I’m training a young climber atm and he’s taking huge leaps (not literally) week on week.

So for 85% of the stuff we do he’s as quick as me or near enough, this leaves me on the ground, running the ropes and feeding the chipper and guess what?

It’s harder work than climbing especially on my rather fragile back, but he loves climbing and every day he’s in the harness and up the trees he’s happy, who could deny him that?

But to get back to your question, what’s next for me?

In an ideal world I’d just hire another fit young person, let them do the grunt work and  just run the loader and grinder.

Employing another body is too much of a risk though.

I’ll just carry on, hopefully stay working (in treework) till retirement, mechanise as much as possible, try and get the work that suits us best, head down to the finish line!

I'm in the same situation, aged 66. I can still get up there, no problem, making a strategic cut with/without lowering gear for a big section.

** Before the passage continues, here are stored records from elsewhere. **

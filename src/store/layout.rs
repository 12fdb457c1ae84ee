//! Field layout tables
//!
//! The engine itself never hard-codes where a field lives. A [`Layout`] maps
//! field names to `(offset, max_len, kind)` descriptors, laid out one after
//! another from the start of the data region.
//!
//! # Standard Layout
//!
//! [`Layout::standard`] reproduces the fields reserved by existing images:
//!
//! ```text
//! [Magic]            0    (1)
//! [CRC32]            1    (4)
//! [WLAN_SSID]        5    (2 + 32)
//! [WLAN_PASSPHRASE]  39   (2 + 64)
//! [SERVER_IP]        105  (2 + 19)
//! [SERVER_PORT]      126  (2 + 4)
//! [NODENAME]         132  (2 + 32)
//! [ADMIN_PASSWORD]   166  (2 + 32)
//! [extension data]   200  ...
//! ```

use core::fmt;

use super::config::{DATA_REGION_START, LENGTH_PREFIX_LEN};
use super::error::{Result, StoreError};
use super::manager::StoreManager;
use crate::logging::Logger;
use crate::platform::EepromInterface;

/// Maximum number of fields per layout
pub const MAX_FIELDS: usize = 32;

/// WLAN SSID (IEEE 802.11 maximum)
pub const WLAN_SSID: &str = "WLAN_SSID";
/// WLAN passphrase
pub const WLAN_PASSPHRASE: &str = "WLAN_PASSPHRASE";
/// Server address as dotted text
pub const SERVER_IP: &str = "SERVER_IP";
/// Server port as text
pub const SERVER_PORT: &str = "SERVER_PORT";
/// Generated node name
pub const NODENAME: &str = "NODENAME";
/// Admin password
pub const ADMIN_PASSWORD: &str = "ADMIN_PASSWORD";

/// Maximum SSID length
pub const MAX_SSID_LEN: usize = 32;
/// Maximum passphrase length
pub const MAX_PASSPHRASE_LEN: usize = 64;
/// Maximum server IP length
pub const MAX_SERVER_IP_LEN: usize = 19;
/// Maximum server port length
pub const MAX_SERVER_PORT_LEN: usize = 4;
/// Maximum node name length
pub const MAX_NODENAME_LEN: usize = 32;
/// Maximum admin password length
pub const MAX_ADMIN_PASSWORD_LEN: usize = 32;

/// Payload kind of a field
#[derive(Debug, Clone, Copy, PartialEq, Eq)]
pub enum FieldKind {
    /// Prefixed single byte, 0 or 1
    Boolean,
    /// Fixed-length bytes without prefix
    RawFixed,
    /// Prefixed bytes
    LengthPrefixedBytes,
    /// Prefixed UTF-8 text
    LengthPrefixedText,
}

impl FieldKind {
    /// Bytes reserved for the length prefix
    pub const fn prefix_len(self) -> usize {
        match self {
            FieldKind::RawFixed => 0,
            _ => LENGTH_PREFIX_LEN,
        }
    }

    /// Payload bytes reserved for a field of `max_len`
    pub const fn payload_len(self, max_len: usize) -> usize {
        match self {
            FieldKind::Boolean => 1,
            _ => max_len,
        }
    }

    /// Total bytes reserved for a field of `max_len`
    pub const fn reserved_len(self, max_len: usize) -> usize {
        self.prefix_len() + self.payload_len(max_len)
    }
}

/// Field descriptor
#[derive(Debug, Clone, Copy, PartialEq, Eq)]
pub struct FieldSpec {
    /// Field name
    pub name: &'static str,
    /// Start of the field (prefix included)
    pub offset: usize,
    /// Maximum payload length
    pub max_len: usize,
    /// Payload kind
    pub kind: FieldKind,
}

impl FieldSpec {
    /// First byte after the field
    pub const fn end(&self) -> usize {
        self.offset + self.kind.reserved_len(self.max_len)
    }
}

/// Layout construction errors
#[derive(Debug, Clone, Copy, PartialEq, Eq)]
pub enum LayoutError {
    /// Field would end beyond the block size
    Overflow,
    /// Field name already used
    DuplicateName,
    /// More than [`MAX_FIELDS`] fields
    TooManyFields,
}

impl fmt::Display for LayoutError {
    fn fmt(&self, f: &mut fmt::Formatter<'_>) -> fmt::Result {
        match self {
            LayoutError::Overflow => write!(f, "field exceeds block size"),
            LayoutError::DuplicateName => write!(f, "duplicate field name"),
            LayoutError::TooManyFields => write!(f, "too many fields"),
        }
    }
}

/// Ordered set of field descriptors
#[derive(Debug, Clone)]
pub struct Layout {
    fields: heapless::Vec<FieldSpec, MAX_FIELDS>,
    block_size: usize,
}

impl Layout {
    /// Start a layout for a device of `block_size` bytes
    pub fn builder(block_size: usize) -> LayoutBuilder {
        LayoutBuilder {
            fields: heapless::Vec::new(),
            next_offset: DATA_REGION_START,
            block_size,
        }
    }

    /// The standard field set
    pub fn standard(block_size: usize) -> core::result::Result<Self, LayoutError> {
        Ok(Self::builder(block_size)
            .field(WLAN_SSID, FieldKind::LengthPrefixedText, MAX_SSID_LEN)?
            .field(WLAN_PASSPHRASE, FieldKind::LengthPrefixedText, MAX_PASSPHRASE_LEN)?
            .field(SERVER_IP, FieldKind::LengthPrefixedText, MAX_SERVER_IP_LEN)?
            .field(SERVER_PORT, FieldKind::LengthPrefixedText, MAX_SERVER_PORT_LEN)?
            .field(NODENAME, FieldKind::LengthPrefixedText, MAX_NODENAME_LEN)?
            .field(ADMIN_PASSWORD, FieldKind::LengthPrefixedText, MAX_ADMIN_PASSWORD_LEN)?
            .build())
    }

    /// Look up a field by name
    pub fn get(&self, name: &str) -> Option<&FieldSpec> {
        self.fields.iter().find(|field| field.name == name)
    }

    /// Fields in offset order
    pub fn iter(&self) -> impl Iterator<Item = &FieldSpec> {
        self.fields.iter()
    }

    /// Number of fields
    pub fn len(&self) -> usize {
        self.fields.len()
    }

    /// Whether the layout has no fields
    pub fn is_empty(&self) -> bool {
        self.fields.is_empty()
    }

    /// First byte not claimed by any field
    pub fn end(&self) -> usize {
        self.fields
            .last()
            .map(FieldSpec::end)
            .unwrap_or(DATA_REGION_START)
    }

    /// Block size the layout was built for
    pub fn block_size(&self) -> usize {
        self.block_size
    }
}

/// Builder appending fields back to back
#[derive(Debug, Clone)]
pub struct LayoutBuilder {
    fields: heapless::Vec<FieldSpec, MAX_FIELDS>,
    next_offset: usize,
    block_size: usize,
}

impl LayoutBuilder {
    /// Append a field after the previous one
    pub fn field(
        mut self,
        name: &'static str,
        kind: FieldKind,
        max_len: usize,
    ) -> core::result::Result<Self, LayoutError> {
        if self.fields.iter().any(|field| field.name == name) {
            return Err(LayoutError::DuplicateName);
        }

        let spec = FieldSpec {
            name,
            offset: self.next_offset,
            max_len,
            kind,
        };
        if spec.end() > self.block_size {
            return Err(LayoutError::Overflow);
        }

        self.fields
            .push(spec)
            .map_err(|_| LayoutError::TooManyFields)?;
        self.next_offset = spec.end();
        Ok(self)
    }

    /// Finish the layout
    pub fn build(self) -> Layout {
        Layout {
            fields: self.fields,
            block_size: self.block_size,
        }
    }
}

/// Value to write into a field
#[derive(Debug, Clone, Copy, PartialEq, Eq)]
pub enum FieldData<'a> {
    Bool(bool),
    Bytes(&'a [u8]),
    Text(&'a str),
}

/// Value read from a field
#[derive(Debug, Clone, PartialEq, Eq)]
pub enum FieldValue<const N: usize> {
    Bool(bool),
    Bytes(heapless::Vec<u8, N>),
    Text(heapless::String<N>),
}

impl<D: EepromInterface, L: Logger> StoreManager<D, L> {
    /// Write a field described by `spec`
    ///
    /// Booleans take [`FieldData::Bool`], raw and prefixed byte fields take
    /// [`FieldData::Bytes`] and text fields take [`FieldData::Text`] (which is
    /// trimmed and truncated to `max_len`).
    ///
    /// # Errors
    ///
    /// Returns `StoreError::KindMismatch` for a value of the wrong kind and
    /// `StoreError::FieldTooLong` for bytes longer than `max_len`.
    pub fn write_field(&mut self, spec: &FieldSpec, data: FieldData<'_>) -> Result<()> {
        match (spec.kind, data) {
            (FieldKind::Boolean, FieldData::Bool(value)) => self.write_boolean(spec.offset, value),
            (FieldKind::RawFixed, FieldData::Bytes(bytes)) => {
                if bytes.len() > spec.max_len {
                    return Err(StoreError::FieldTooLong);
                }
                self.write_raw(bytes, spec.offset)
            }
            (FieldKind::LengthPrefixedBytes, FieldData::Bytes(bytes)) => {
                if bytes.len() > spec.max_len {
                    return Err(StoreError::FieldTooLong);
                }
                self.write_length_prefixed_bytes(bytes, spec.offset)
            }
            (FieldKind::LengthPrefixedText, FieldData::Text(text)) => {
                self.write_text(text, spec.max_len, spec.offset)
            }
            _ => Err(StoreError::KindMismatch),
        }
    }

    /// Read a field described by `spec`
    ///
    /// Raw fields always yield `max_len` bytes; prefixed fields yield
    /// `min(stored length, max_len)` bytes.
    ///
    /// # Errors
    ///
    /// Returns `StoreError::BufferTooSmall` if the payload exceeds `N` bytes.
    pub fn read_field<const N: usize>(&mut self, spec: &FieldSpec) -> Result<FieldValue<N>> {
        match spec.kind {
            FieldKind::Boolean => self.read_boolean(spec.offset).map(FieldValue::Bool),
            FieldKind::RawFixed => {
                let mut bytes = zeroed::<N>(spec.max_len)?;
                self.read_raw(spec.offset, spec.max_len, &mut bytes)?;
                Ok(FieldValue::Bytes(bytes))
            }
            FieldKind::LengthPrefixedBytes => {
                let len = (self.read_length_prefix(spec.offset)? as usize).min(spec.max_len);
                let mut bytes = zeroed::<N>(len)?;
                self.read_length_prefixed_bytes(spec.offset, len, &mut bytes)?;
                Ok(FieldValue::Bytes(bytes))
            }
            FieldKind::LengthPrefixedText => self
                .read_text::<N>(spec.offset, spec.max_len)
                .map(FieldValue::Text),
        }
    }
}

fn zeroed<const N: usize>(len: usize) -> Result<heapless::Vec<u8, N>> {
    let mut bytes = heapless::Vec::new();
    bytes
        .resize(len, 0)
        .map_err(|_| StoreError::BufferTooSmall)?;
    Ok(bytes)
}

Not so good at going out to the periphery, or perhaps I should say useless. I have a 25 year old subbie who mentally is more like 35 -40 thank goodness, who I use for the tiring climbing work. I am now focusing on using machinery as much as possible. Currently using a very good tracked MEWP, mindigger with grab, power barrow, compact tractor with loader and 3 point winch etc. I use these to make my jobs easier, but also hire myself out with kit/experience to help a couple of local similar small firms whi have less kit.